Chapter 3: iii. they grow after it rains

Summary:

skizz is here. skizz-the one man he thought he never deserved to see again-is here, on hermitcraft, in front of him. all he can do is stare.

Notes:

this is a really short chapter, i honestly didn’t have much to add i just wanted a simple, sweet reunion. I'm so bad with dialogue ):

(See the end of the chapter for more notes.)

Chapter Text

skizz is here. skizz is here, skizz is here, skizz is here. his brain seems to be looping infinitely, hitting a codeblock in the face of the one man he thought he would never see again- the one man he thought he didn’t deserve to see again.

‘skizz? skizz. you’re here. here on hermitcraft. in front of me. what- what are you doing here, skizz? ‘

‘that’s a long story, impulse. i’m sorry if i’m intruding, but if you’d like, could we sit somewhere? i’d like to explain where i’ve been.’

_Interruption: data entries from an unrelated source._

use super::errors::ProviderError;
use async_trait::async_trait;
use serde::{Deserialize, Serialize};
use serde_json::{Map, Value};
use std::ops::AddAssign;
use std::sync::Arc;

/// Everything a provider needs to produce one completion.
#[derive(Debug, Clone, PartialEq, Serialize)]
pub struct GenerateRequest {
    /// The fully compiled prompt.
    pub prompt: String,
    /// Optional system prompt, sent separately where the backend supports it.
    pub system: Option<String>,
    /// Caller-supplied provider options (temperature, max tokens, ...).
    pub options: Map<String, Value>,
    /// 1-based attempt number within the current step.
    #[serde(skip)]
    pub attempt: u32,
}

impl GenerateRequest {
    pub fn new(prompt: impl Into<String>) -> Self {
        Self {
            prompt: prompt.into(),
            system: None,
            options: Map::new(),
            attempt: 1,
        }
    }

    pub fn with_system(mut self, system: impl Into<String>) -> Self {
        self.system = Some(system.into());
        self
    }

    pub fn with_options(mut self, options: Map<String, Value>) -> Self {
        self.options = options;
        self
    }

    pub fn with_attempt(mut self, attempt: u32) -> Self {
        self.attempt = attempt;
        self
    }
}

/// Token usage statistics.
#[derive(Debug, Clone, Copy, Default, PartialEq, Eq, Serialize, Deserialize)]
pub struct Usage {
    pub input_tokens: u32,
    pub output_tokens: u32,
}

impl AddAssign for Usage {
    fn add_assign(&mut self, other: Self) {
        self.input_tokens = self.input_tokens.saturating_add(other.input_tokens);
        self.output_tokens = self.output_tokens.saturating_add(other.output_tokens);
    }
}

/// Which model answered.
#[derive(Debug, Clone, PartialEq, Eq, Serialize, Deserialize)]
pub struct ModelInfo {
    pub provider: String,
    pub model: String,
}

/// The raw text a provider produced, plus optional metadata.
#[derive(Debug, Clone, PartialEq)]
pub struct Generation {
    pub raw_output: String,
    pub usage: Option<Usage>,
    pub model_info: Option<ModelInfo>,
}

impl Generation {
    pub fn text(raw_output: impl Into<String>) -> Self {
        Self {
            raw_output: raw_output.into(),
            usage: None,
            model_info: None,
        }
    }
}

/// Trait for text-completion backends.
///
/// Implementations own transport concerns, including the request-level
/// timeout; a timed-out call must surface as [`ProviderError::Timeout`].
/// Providers are shared by concurrent executions and must be safe to call
/// from several tasks at once.
#[async_trait]
pub trait ModelProvider: Send + Sync {
    /// Produce one completion for the request.
    async fn generate(&self, request: &GenerateRequest) -> Result<Generation, ProviderError>;

    /// Short name used in logs.
    fn name(&self) -> &str {
        "model"
    }
}

#[async_trait]
impl<P: ModelProvider + ?Sized> ModelProvider for Arc<P> {
    async fn generate(&self, request: &GenerateRequest) -> Result<Generation, ProviderError> {
        (**self).generate(request).await
    }

    fn name(&self) -> &str {
        (**self).name()
    }
}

‘yes! yes, yeah, i- i would love to hear about how you’ve been, skizz. it’s- of course.’ he hopes skizz doesn’t remember him well enough to recognize the tears welling up in his eyes, or the clogging of his throat.

—0—

impulse is crying. skizz is absolutely certain impulse is crying. he’s slightly less certain, but still pretty sure, that it isn’t because of his horrid entrance, because for the first few moments after he landed impulse looking at him like something out of heaven. but then his look transformed to blank staring, and now.. this. anxiety.

it was something skizz was used to seeing on impulse, but never because of him. it was common for impulse to be nervous about something or another, but speaking to him? never. perhaps his absence had affected impulse more than he’d expected. he wished he’d been able to escape sooner, to be forewarned of the watchers attack, but he wasn’t clairvoyant, wasn’t that type of angel.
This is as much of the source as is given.